** Exercise **
Go through the data below. List every line that holds the word "FromRequestParts".

Dataset excerpts Start Marker

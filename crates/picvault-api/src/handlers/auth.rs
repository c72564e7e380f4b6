//! Identity endpoint.

use axum::Json;

use picvault_auth::UserProfile;

use crate::dto::response::ApiResponse;
use crate::extractors::AuthUser;

/// GET /api/me
pub async fn me(auth: AuthUser) -> Json<ApiResponse<UserProfile>> {
    Json(ApiResponse::ok(auth.profile()))
}
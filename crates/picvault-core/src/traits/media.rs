//! Media store trait for the external asset service.

use async_trait::async_trait;
use bytes::Bytes;

use crate::result::AppResult;

/// Where an uploaded asset ended up.
#[derive(Debug, Clone, PartialEq, Eq, serde::Serialize, serde::Deserialize)]
pub struct StoredAsset {
    /// Opaque reference handed back to [`MediaStore::release`].
    pub storage_key: String,
    /// Durable URL of the original asset.
    pub storage_url: String,
    /// URL of a preview rendition, if the provider produced one.
    pub thumbnail_url: Option<String>,
}

/// Trait for binary asset backends.
///
/// The node store never inspects file bytes; it only records the
/// [`StoredAsset`] returned here and asks for its release on permanent
/// deletion. Implementations live in `picvault-storage`.
#[async_trait]
pub trait MediaStore: Send + Sync + std::fmt::Debug + 'static {
    /// Return the provider type name (e.g., "local", "memory").
    fn provider_type(&self) -> &str;

    /// Check whether the provider is healthy and reachable.
    async fn health_check(&self) -> AppResult<bool>;

    /// Store an asset under `key` and return its location.
    async fn store(&self, key: &str, data: Bytes, content_type: &str) -> AppResult<StoredAsset>;

    /// Release a previously stored asset. Releasing an unknown key is not an error.
    async fn release(&self, storage_key: &str) -> AppResult<()>;
}
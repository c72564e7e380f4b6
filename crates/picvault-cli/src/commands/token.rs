//! Development token commands.

use chrono::{Duration, Utc};
use clap::{Args, Subcommand};
use serde::Serialize;

use crate::output::{self, OutputFormat};
use picvault_auth::JwtEncoder;
use picvault_core::config::AppConfig;
use picvault_core::error::AppError;

/// Arguments for token commands
#[derive(Debug, Args)]
pub struct TokenArgs {
    /// Token subcommand
    #[command(subcommand)]
    pub command: TokenCommand,
}

/// Token subcommands
#[derive(Debug, Subcommand)]
pub enum TokenCommand {
    /// Issue a bearer token signed with `auth.jwt_secret`
    Issue {
        /// Subject (owner id)
        #[arg(short, long)]
        user: String,
        /// Display name claim
        #[arg(short, long)]
        name: Option<String>,
        /// Lifetime in minutes; defaults to `auth.dev_token_ttl_minutes`
        #[arg(short, long)]
        ttl_minutes: Option<i64>,
    },
}

#[derive(Debug, Serialize)]
struct IssuedToken {
    token: String,
    subject: String,
    expires_at: String,
}

/// Execute token commands
pub fn execute(args: &TokenArgs, config: &AppConfig, format: OutputFormat) -> Result<(), AppError> {
    match &args.command {
        TokenCommand::Issue {
            user,
            name,
            ttl_minutes,
        } => {
            let minutes = ttl_minutes.unwrap_or(config.auth.dev_token_ttl_minutes);
            if minutes <= 0 {
                return Err(AppError::invalid_argument("TTL must be positive"));
            }
            let ttl = Duration::minutes(minutes);
            let encoder = JwtEncoder::new(&config.auth);
            let token = encoder.issue_with_ttl(user, name.as_deref(), ttl)?;

            match format {
                OutputFormat::Json => output::print_json(&IssuedToken {
                    token,
                    subject: user.clone(),
                    expires_at: (Utc::now() + ttl).to_rfc3339(),
                }),
                OutputFormat::Table => println!("{token}"),
            }
        }
    }
    Ok(())
}
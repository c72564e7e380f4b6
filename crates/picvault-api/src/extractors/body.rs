//! JSON body and query string extractors with enveloped rejections.

use axum::Json;
use axum::extract::{FromRequest, FromRequestParts, Query, Request};
use axum::http::request::Parts;
use serde::de::DeserializeOwned;

use picvault_core::error::AppError;

use crate::error::ApiError;

/// JSON request body. Malformed or mistyped bodies are rejected as
/// `INVALID_ARGUMENT` with the standard error envelope.
#[derive(Debug, Clone)]
pub struct JsonBody<T>(pub T);

impl<T, S> FromRequest<S> for JsonBody<T>
where
    T: DeserializeOwned,
    S: Send + Sync,
{
    type Rejection = ApiError;

    async fn from_request(req: Request, state: &S) -> Result<Self, Self::Rejection> {
        let Json(value) = Json::<T>::from_request(req, state).await.map_err(|e| {
            AppError::invalid_argument(format!("Invalid request body: {}", e.body_text()))
        })?;
        Ok(Self(value))
    }
}

/// Query string parameters, rejected the same way as [`JsonBody`].
#[derive(Debug, Clone)]
pub struct QueryParams<T>(pub T);

impl<T, S> FromRequestParts<S> for QueryParams<T>
where
    T: DeserializeOwned,
    S: Send + Sync,
{
    type Rejection = ApiError;

    async fn from_request_parts(parts: &mut Parts, state: &S) -> Result<Self, Self::Rejection> {
        let Query(value) = Query::<T>::from_request_parts(parts, state)
            .await
            .map_err(|e| {
                AppError::invalid_argument(format!("Invalid query string: {}", e.body_text()))
            })?;
        Ok(Self(value))
    }
}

Dataset excerpts End Marker

** Response to the task **
use axum::extract::{FromRequest, FromRequestParts, Query, Request};
impl<T, S> FromRequestParts<S> for QueryParams<T>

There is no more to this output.